I knew from her tone that this topic was not up for debate.
"You get only one go at it, you know," my mother didn't even try to guise the anger in her voice anymore, though it would have been futile since angry is all she was at that point. "At this rate, not only will you not get these, you won't qualify for any."
She never said it, but made it very clear that unless I had them, I too would become unwanted, disposable, in a moment.
I found myself becoming as manic as her with the passing of days, from fear that I poorly tried to convince myself was passion. I had to have the shoes.
"Mother? Why are we here?"
I smile lovingly at my daughter, who was holding a stick of blueberry cotton candy on one of her hands, and my hand in another. She took after me, from the silky waves of her hair to the singsong waves of her voice.
"We're here to look at something very special," I tell her.

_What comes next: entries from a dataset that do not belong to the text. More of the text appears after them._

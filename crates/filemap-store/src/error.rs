use std::io;
use std::path::PathBuf;

use filemap_codec::CodecError;

/// Errors from persistent map operations.
#[derive(Debug, thiserror::Error)]
pub enum StoreError {
    /// Creating the directory layout or metadata of a new store failed.
    #[error("failed to initialize store at {path}: {source}")]
    Initialization {
        path: PathBuf,
        #[source]
        source: io::Error,
    },

    /// An existing root directory is not a valid store.
    #[error("corrupt store at {path}: {reason}")]
    CorruptStore { path: PathBuf, reason: String },

    /// The store was created for a different value type.
    #[error("stored type ({stored}) is not the same as requested type ({requested})")]
    TypeMismatch { stored: String, requested: String },

    /// The store was written with a different codec.
    #[error("stored codec ({stored}) is not the same as requested codec ({requested})")]
    CodecMismatch { stored: String, requested: String },

    /// The bytes stored under a key do not decode as the declared type.
    #[error("failed to deserialize value for key {key:?}: {source}")]
    Deserialization {
        key: String,
        #[source]
        source: CodecError,
    },

    /// A value could not be encoded for writing.
    #[error("failed to serialize value for key {key:?}: {source}")]
    Serialization {
        key: String,
        #[source]
        source: CodecError,
    },

    /// I/O failure while reading, writing, listing, or deleting entries.
    #[error("I/O error on {path}: {source}")]
    Persistence {
        path: PathBuf,
        #[source]
        source: io::Error,
    },

    /// The key cannot be used as a single file name.
    #[error("invalid key {key:?}: {reason}")]
    InvalidKey { key: String, reason: &'static str },

    /// The operation is refused by this store instance.
    #[error("operation not supported: {operation}")]
    Unsupported { operation: &'static str },

    /// Store configuration could not be loaded.
    #[error("invalid configuration: {0}")]
    Config(String),
}

impl StoreError {
    pub(crate) fn persistence(path: impl Into<PathBuf>, source: io::Error) -> Self {
        Self::Persistence {
            path: path.into(),
            source,
        }
    }

    pub(crate) fn corrupt(path: impl Into<PathBuf>, reason: impl Into<String>) -> Self {
        Self::CorruptStore {
            path: path.into(),
            reason: reason.into(),
        }
    }
}

/// Result alias for store operations.
pub type StoreResult<T> = Result<T, StoreError>;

I have to elbow through the crowd and my daughter whines a little about her candy, but we make it.
They haven't changed much at all – the rustic beauty surrounding the pair of slippers on the girl from many moons ago still prevails. I turn my daughter to face them, and am slightly disappointed that her face does not the mirror the excitement in mine. She's a carbon copy of mine in every other aspect so, she will come around.
"See those pair of slippers?" I tuck a piece of loose hair behind a flower clip, "I want you to have them."
I don't know why but when she looked up, the emotion in her face held a semblance to fear.